On Mar 8, 2012, at 11:43 PM, Adam Williamson wrote:

> On Thu, 2012-03-08 at 22:19 -0700, Chris Murphy wrote:
>> I'm not sure how useful 'time' is as a benchmark for file copies.
> 
> Don't file transfers get cached and return to a console as 'complete'
> long before the data is ever written, sometimes?

Free memory was 7.4G before setting up the 3G tmpfs. And 161K was free after 
the first copy. So caching is applicable. I could maybe make a 6G or 7G tmpfs 
and fill that with files and see what happens. As it was, kswapd0 was extremely 
active, although I don't know why, certainly no swap should have been needed.

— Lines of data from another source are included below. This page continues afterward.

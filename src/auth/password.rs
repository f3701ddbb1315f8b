use crate::error::{Result, ServiceError};
use argon2::password_hash::rand_core::OsRng;
use argon2::password_hash::SaltString;
use argon2::{Argon2, PasswordHash, PasswordHasher, PasswordVerifier};
use std::sync::OnceLock;

static DECOY_HASH: OnceLock<Option<String>> = OnceLock::new();

/// Hash a password using Argon2id.
pub fn hash_password(password: &str) -> Result<String> {
    let salt = SaltString::generate(&mut OsRng);

    let hash = Argon2::default()
        .hash_password(password.as_bytes(), &salt)
        .map_err(|e| ServiceError::Internal(format!("failed to hash password: {e}")))?;

    Ok(hash.to_string())
}

/// Check `password` against a stored PHC hash string.
///
/// An unparseable stored hash never verifies.
pub fn verify_password(password: &str, stored_hash: &str) -> bool {
    let Ok(parsed_hash) = PasswordHash::new(stored_hash) else {
        return false;
    };
    Argon2::default()
        .verify_password(password.as_bytes(), &parsed_hash)
        .is_ok()
}

/// Run a full Argon2 verification against a throwaway hash and fail.
/// Used for unknown user names at login.
pub fn verify_decoy(password: &str) -> bool {
    let decoy = DECOY_HASH.get_or_init(|| hash_password("decoy-password").ok());
    if let Some(hash) = decoy {
        let _ = verify_password(password, hash);
    }
    false
}

#[cfg(test)]
mod tests {
    use super::*;

    #[test]
    fn test_hash_and_verify() {
        let hash = hash_password("mypassword").unwrap();

        assert!(hash.starts_with("$argon2"));
        assert!(verify_password("mypassword", &hash));
        assert!(!verify_password("wrong_password", &hash));
    }

    #[test]
    fn test_hashes_are_salted() {
        let first = hash_password("same").unwrap();
        let second = hash_password("same").unwrap();
        assert_ne!(first, second);
    }

    #[test]
    fn test_garbage_hash_never_verifies() {
        assert!(!verify_password("anything", "not-a-phc-string"));
    }

    #[test]
    fn test_decoy_never_verifies() {
        assert!(!verify_decoy("decoy-password"));
        assert!(!verify_decoy("anything"));
        assert!(DECOY_HASH.get().is_some_and(|hash| hash.is_some()));
    }
}
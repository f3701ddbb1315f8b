pub mod auth;
pub mod clock;
pub mod config;
pub mod error;
pub mod gate;
pub mod handlers;
pub mod metrics;
pub mod observability;
pub mod rate_limit;
pub mod repository;
pub mod secrets;

use crate::auth::jwt::parse_algorithm;
use crate::auth::{TokenIssuer, TokenVerifier};
use crate::clock::{Clock, SystemClock};
use crate::config::ServiceConfig;
use crate::error::{Result, ServiceError};
use crate::gate::{admission_gate, AdmissionGate};
use crate::handlers::AppState;
use crate::metrics::{metrics_handler, track_requests, MetricsService};
use crate::observability::{request_id_middleware, request_span};
use crate::rate_limit::{spawn_window_sweeper, RateLimiter, WindowStore};
use crate::repository::{InMemoryExpenseRepository, InMemoryUserRepository};
use crate::secrets::{SecretString, SecretsManager, DEFAULT_SECRETS_DIR};
use axum::{
    extract::Request,
    middleware,
    routing::{get, post},
    Router,
};
use std::path::Path;
use std::sync::Arc;
use tokio::sync::Notify;
use tower_http::trace::TraceLayer;
use tracing::{error, info, warn};

pub use crate::observability::init_tracing;

/// Everything the router needs, wired once at startup
pub struct AppContext {
    pub config: ServiceConfig,
    pub state: AppState,
    pub gate: Arc<AdmissionGate>,
    pub limiter: Arc<RateLimiter>,
    metrics: Option<MetricsService>,
}

impl AppContext {
    /// Build the verifier, limiter and repositories from configuration.
    ///
    /// The window store is created here and shared by every request.
    pub fn new(config: ServiceConfig, secret: &SecretString, clock: Arc<dyn Clock>) -> Result<Self> {
        config.validate()?;

        let algorithm = parse_algorithm(&config.auth.algorithm)?;
        let policy = config.rate_limit_policy()?;

        let store = Arc::new(match config.rate_limit.max_identities {
            Some(max) => WindowStore::with_max_identities(max),
            None => WindowStore::new(),
        });
        let limiter = Arc::new(RateLimiter::new(store, policy, clock.clone()));
        let verifier = Arc::new(TokenVerifier::new(secret, algorithm, clock.clone()));
        let issuer = Arc::new(TokenIssuer::new(
            secret,
            algorithm,
            config.token_ttl(),
            clock.clone(),
        )?);

        info!(
            policy = %limiter.policy(),
            algorithm = ?algorithm,
            "Admission gate configured"
        );

        let state = AppState {
            users: Arc::new(InMemoryUserRepository::new()),
            expenses: Arc::new(InMemoryExpenseRepository::new()),
            issuer,
            clock,
        };

        Ok(Self {
            config,
            state,
            gate: Arc::new(AdmissionGate::new(verifier, limiter.clone())),
            limiter,
            metrics: None,
        })
    }

    /// Expose `/metrics` from this recorder
    pub fn with_metrics(mut self, metrics: MetricsService) -> Self {
        self.metrics = Some(metrics);
        self
    }

    /// Build the HTTP router
    pub fn router(&self) -> Router {
        let expenses = Router::new()
            .route(
                "/",
                post(handlers::create_expense).get(handlers::list_expenses),
            )
            .route("/summary", get(handlers::expense_summary))
            .route(
                "/:id",
                get(handlers::get_expense)
                    .put(handlers::update_expense)
                    .delete(handlers::delete_expense),
            )
            .route_layer(middleware::from_fn_with_state(
                self.gate.clone(),
                admission_gate,
            ));

        let api = Router::new()
            .route("/signup", post(handlers::signup))
            .route("/login", post(handlers::login))
            .nest("/expenses", expenses);

        let mut app = Router::new()
            .route("/health", get(handlers::health))
            .nest("/api/v1", api)
            .with_state(self.state.clone());

        if let Some(metrics) = &self.metrics {
            app = app.merge(
                Router::new()
                    .route("/metrics", get(metrics_handler))
                    .with_state(metrics.clone()),
            );
        }

        app.layer(middleware::from_fn(track_requests))
            .layer(middleware::from_fn(request_id_middleware))
            .layer(TraceLayer::new_for_http().make_span_with(|req: &Request| request_span(req)))
    }
}

/// Run the service until a shutdown signal arrives
pub async fn run(config: ServiceConfig) -> Result<()> {
    let secrets = SecretsManager::from_environment(Path::new(DEFAULT_SECRETS_DIR));
    let secret = secrets.signing_secret()?;

    let mut context = AppContext::new(config, &secret, Arc::new(SystemClock::new()))?;
    if context.config.metrics.enabled {
        context = context.with_metrics(MetricsService::new()?);
    }

    let sweeper = spawn_window_sweeper(context.limiter.clone(), context.config.sweep_interval());

    let addr = format!("{}:{}", context.config.server.host, context.config.server.port);
    let listener = tokio::net::TcpListener::bind(&addr).await?;
    info!(%addr, "Server listening");

    let shutdown = Arc::new(Notify::new());
    let server = axum::serve(listener, context.router()).with_graceful_shutdown({
        let shutdown = shutdown.clone();
        async move { shutdown.notified().await }
    });
    let mut server = tokio::spawn(async move { server.await });

    tokio::select! {
        finished = &mut server => {
            sweeper.abort();
            return match finished {
                Ok(Ok(())) => Ok(()),
                Ok(Err(e)) => Err(ServiceError::Internal(format!("Server error: {}", e))),
                Err(e) => Err(ServiceError::Internal(format!("Server task failed: {}", e))),
            };
        }
        _ = shutdown_signal() => {}
    }

    shutdown.notify_one();
    let deadline = context.config.shutdown_timeout();

    match tokio::time::timeout(deadline, server).await {
        Ok(Ok(Ok(()))) => info!("Server stopped"),
        Ok(Ok(Err(e))) => error!(error = %e, "Server error during shutdown"),
        Ok(Err(e)) => error!(error = %e, "Server task failed during shutdown"),
        Err(_) => warn!(
            deadline_secs = deadline.as_secs(),
            "Shutdown deadline elapsed, dropping in-flight requests"
        ),
    }

    sweeper.abort();
    Ok(())
}

/// Wait for Ctrl+C or SIGTERM
async fn shutdown_signal() {
    let ctrl_c = async {
        if let Err(e) = tokio::signal::ctrl_c().await {
            error!(error = %e, "Failed to listen for Ctrl+C");
            std::future::pending::<()>().await;
        }
    };

    #[cfg(unix)]
    let terminate = async {
        match tokio::signal::unix::signal(tokio::signal::unix::SignalKind::terminate()) {
            Ok(mut sigterm) => {
                sigterm.recv().await;
            }
            Err(e) => {
                error!(error = %e, "Failed to install SIGTERM handler");
                std::future::pending::<()>().await;
            }
        }
    };

    #[cfg(not(unix))]
    let terminate = std::future::pending::<()>();

    tokio::select! {
        _ = ctrl_c => info!("Received Ctrl+C, shutting down"),
        _ = terminate => info!("Received SIGTERM, shutting down"),
    }
}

Or if there's a way to disabling this caching...

This was 3.3.0-0.rc3.git7.2.fc17.x86_64.

> Some of the above is wonky personal observation and some of it is
> probably cargo culted, but...

In all three cases there was solid disk activity well after cp terminated. 
Timing it consistently isn't as straightforward, but btrfs and XFS were both 
very close at ~14 seconds solid activity after cp terminated, and no subsequent 
activity. ext4 post cp termination was amorphous, and lasted much longer.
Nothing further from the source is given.